A key feature of intelligent behaviour is the ability to learn abstract strategies that scale and transfer to unfamiliar problems. An abstract strategy solves every sample from a problem class, no matter its representation or complexity—similar to algorithms in computer science. Neural networks are powerful models for processing sensory data, discovering hidden patterns and learning complex functions, but they struggle to learn such iterative, sequential or hierarchical algorithmic strategies. Extending neural networks with external memories has increased their capacities to learn such strategies, but they are still prone to data variations, struggle to learn scalable and transferable solutions, and require massive training data. We present the neural Harvard computer, a memory-augmented network-based architecture that employs abstraction by decoupling algorithmic operations from data manipulations, realized by splitting the information flow and separated modules. This abstraction mechanism and evolutionary training enable the learning of robust and scalable algorithmic solutions. On a diverse set of 11 algorithms with varying complexities, we show that the neural Harvard computer reliably learns algorithmic solutions with strong generalization and abstraction, achieves perfect generalization and scaling to arbitrary task configurations and complexities far beyond seen during training, and independence of the data representation and the task domain.

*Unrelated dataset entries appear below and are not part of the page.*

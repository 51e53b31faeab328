// SPDX-License-Identifier: MIT OR Apache-2.0
// Project: rustpwgen
// File: case.rs
// Author: Volker Schwaberow <volker@schwaberow.de>

//! Case folding applied to the input text before it is authenticated.
//! The key is never folded.

use strum::{Display, EnumIter, EnumString};

/// Only ASCII letters are folded; other characters pass through unchanged.
#[derive(
	Clone, Copy, Debug, Default, PartialEq, Eq, Display, EnumIter, EnumString,
)]
#[strum(serialize_all = "lowercase")]
pub enum CaseMode {
	#[default]
	None,
	Lower,
	Upper,
}

impl CaseMode {
	pub fn apply(self, text: &str) -> String {
		match self {
			CaseMode::None => text.to_owned(),
			CaseMode::Lower => text.to_ascii_lowercase(),
			CaseMode::Upper => text.to_ascii_uppercase(),
		}
	}
}
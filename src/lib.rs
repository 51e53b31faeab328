// SPDX-License-Identifier: MIT OR Apache-2.0
// Project: rustpwgen
// File: lib.rs
// Author: Volker Schwaberow <volker@schwaberow.de>
// Copyright (c) 2025 Volker Schwaberow

pub mod rpg {
	pub mod app;
	pub mod case;
	pub mod config;
	pub mod encode;
	pub mod error;
	pub mod mac;
	pub mod password;
	pub mod transpose;
}

pub use rpg::config::{Algorithm, Configuration};
pub use rpg::error::PwGenError;
pub use rpg::password::{derive_password, Password};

智能行为的关键特征是能够学习可扩展并转移到陌生问题的抽象策略的能力。抽象策略可以解决问题类别中的每个样本，无论其表示形式或复杂程度如何（类似于计算机科学中的算法）。神经网络是用于处理感官数据，发现隐藏模式和学习复杂功能的强大模型，但它们难以学习此类迭代，顺序或分层算法策略。用外部存储器扩展神经网络提高了其学习此类策略的能力，但它们仍易于发生数据变化，难以学习可扩展和可转移的解决方案，并且需要大量的训练数据。我们介绍了神经哈佛计算机，一种基于内存的基于网络的体系结构，该体系结构通过将算法操作与数据操作解耦而采用抽象，该抽象是通过拆分信息流和分离的模块来实现的。这种抽象机制和进化训练使学习健壮和可扩展的算法解决方案成为可能。在具有复杂性变化的11种算法的多样化集合上，我们表明神经哈佛计算机能够可靠地学习具有强大泛化和抽象能力的算法解决方案，能够实现完美的泛化和扩展到任意任务配置和复杂性，而这些复杂性和复杂性远远超出了训练期间所见的范围以及数据的独立性表示形式和任务域。这种抽象机制和进化训练使学习健壮和可扩展的算法解决方案成为可能。在具有复杂性变化的11种算法的多样化集合上，我们表明神经哈佛计算机能够可靠地学习具有强大泛化和抽象能力的算法解决方案，能够实现完美的泛化和扩展到任意任务配置和复杂性，而这些复杂性和复杂性远远超出了训练期间所见的范围以及数据的独立性表示形式和任务域。这种抽象机制和进化训练使学习健壮和可扩展的算法解决方案成为可能。在具有复杂性变化的11种算法的多样化集合上，我们表明神经哈佛计算机能够可靠地学习具有强大泛化和抽象能力的算法解决方案，能够实现完美的泛化和扩展到任意任务配置和复杂性，而这些复杂性和复杂性远远超出了训练期间所见的范围以及数据的独立性表示形式和任务域。